Alternatively, you can remove the environment variable from your instance, and instead configure a RULES value in the "namespace" of your instance, in the AWS Parameter Store or GCP Secret Manager (as appropriate for your hosting provider).

This approach is useful for testing, but note that if you later run terraform apply again, any changes you make to the environment variable may be overwritten by Terraform.

Troubleshooting

If you encounter issues processing your files, check the logs of the Psoxy instance. The logs will give some indication of what went wrong, and may help you identify the issue.
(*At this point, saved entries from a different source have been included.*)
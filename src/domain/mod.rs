//! 领域模型模块
//!
//! 纯数据结构，不依赖 axum/tokio

pub mod container;
pub mod deploy;
pub mod hardware;
pub mod remote;
pub mod service;
pub mod system;

// Re-exports for convenience
pub use container::{ContainerInfo, ContainerState, PullProgress, StartOptions, StartOutcome};
pub use deploy::{DeployStage, LogLine, LogStream, StageStatus};
pub use hardware::{Confidence, Detection, HardwareCapability, HardwareVariant};
pub use remote::{ConnectionTestResult, DeploymentResult, ErrorInfo, FleetReport, RemoteConfig};
pub use service::{DeploymentMode, Platform, ServiceDefinition, ServiceType};
pub use system::{HostInfo, PlatformCompatibility, ServiceCompatibility};
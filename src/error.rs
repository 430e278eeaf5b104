//! 统一错误处理
//!
//! - 各层用 thiserror 定义自己的错误枚举，并实现 [`ErrorCode`] 给出稳定的机器码
//! - `ApiError` 实现 `IntoResponse`，只用于传输层错误（401/404/400）
//! - 业务失败以 `{success:false, error}` 形式返回，不走 HTTP 错误码

use axum::{
    http::StatusCode,
    response::{IntoResponse, Response},
    Json,
};

use crate::domain::remote::ErrorInfo;

/// 带机器码的错误
pub trait ErrorCode: std::error::Error {
    /// 稳定的错误标识（snake_case）
    fn code(&self) -> &'static str;

    /// 诊断信息（日志、inspect 输出等）
    fn details(&self) -> Option<String> {
        None
    }

    fn to_error_info(&self) -> ErrorInfo {
        ErrorInfo {
            error: self.code().to_string(),
            message: self.to_string(),
            details: self.details(),
        }
    }
}

/// 传输层错误（业务失败不走这里）
#[derive(Debug, thiserror::Error)]
pub enum ApiError {
    #[error("Invalid or missing API key")]
    Unauthorized,
    #[error("{0} not found")]
    NotFound(String),
    #[error("{0}")]
    BadRequest(String),
}

impl ApiError {
    pub fn unauthorized() -> Self {
        Self::Unauthorized
    }

    pub fn not_found(resource: impl Into<String>) -> Self {
        Self::NotFound(resource.into())
    }

    pub fn bad_request(message: impl Into<String>) -> Self {
        Self::BadRequest(message.into())
    }

    fn status(&self) -> StatusCode {
        match self {
            ApiError::Unauthorized => StatusCode::UNAUTHORIZED,
            ApiError::NotFound(_) => StatusCode::NOT_FOUND,
            ApiError::BadRequest(_) => StatusCode::BAD_REQUEST,
        }
    }
}

impl ErrorCode for ApiError {
    fn code(&self) -> &'static str {
        match self {
            ApiError::Unauthorized => "unauthorized",
            ApiError::NotFound(_) => "not_found",
            ApiError::BadRequest(_) => "bad_request",
        }
    }
}

impl IntoResponse for ApiError {
    fn into_response(self) -> Response {
        (self.status(), Json(self.to_error_info())).into_response()
    }
}

pub type ApiResult<T> = Result<T, ApiError>;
Error: java.lang.IllegalArgumentException: Mapping for employee_id not found

Causes: The column specified in columnsToPseudonymize is not present in the input data or contains empty values. Any column specified in columnsToPseudonymize must be present in the input data.

Solution: Regenerate your input file removing empty values for mandatory columns.

Error: java.lang.OutOfMemoryError

Causes: The file size is too large for the Psoxy instance to process, likely in AWS Lambda in proxy versions prior to v0.4.54.

Solutions:

  1. Use compression in the file (see Compression); if already compressed, then:
  2. Split the file into smaller files and process them separately
  3. (AWS only) Update the proxy version to v0.4.55 or later
  4. (AWS only) If in v0.4.55 or later, process the files one by one or increase the ephemeral storage allocated to the Lambda function (see https://aws.amazon.com/blogs/aws/aws-lambda-now-supports-up-to-10-gb-ephemeral-storage/)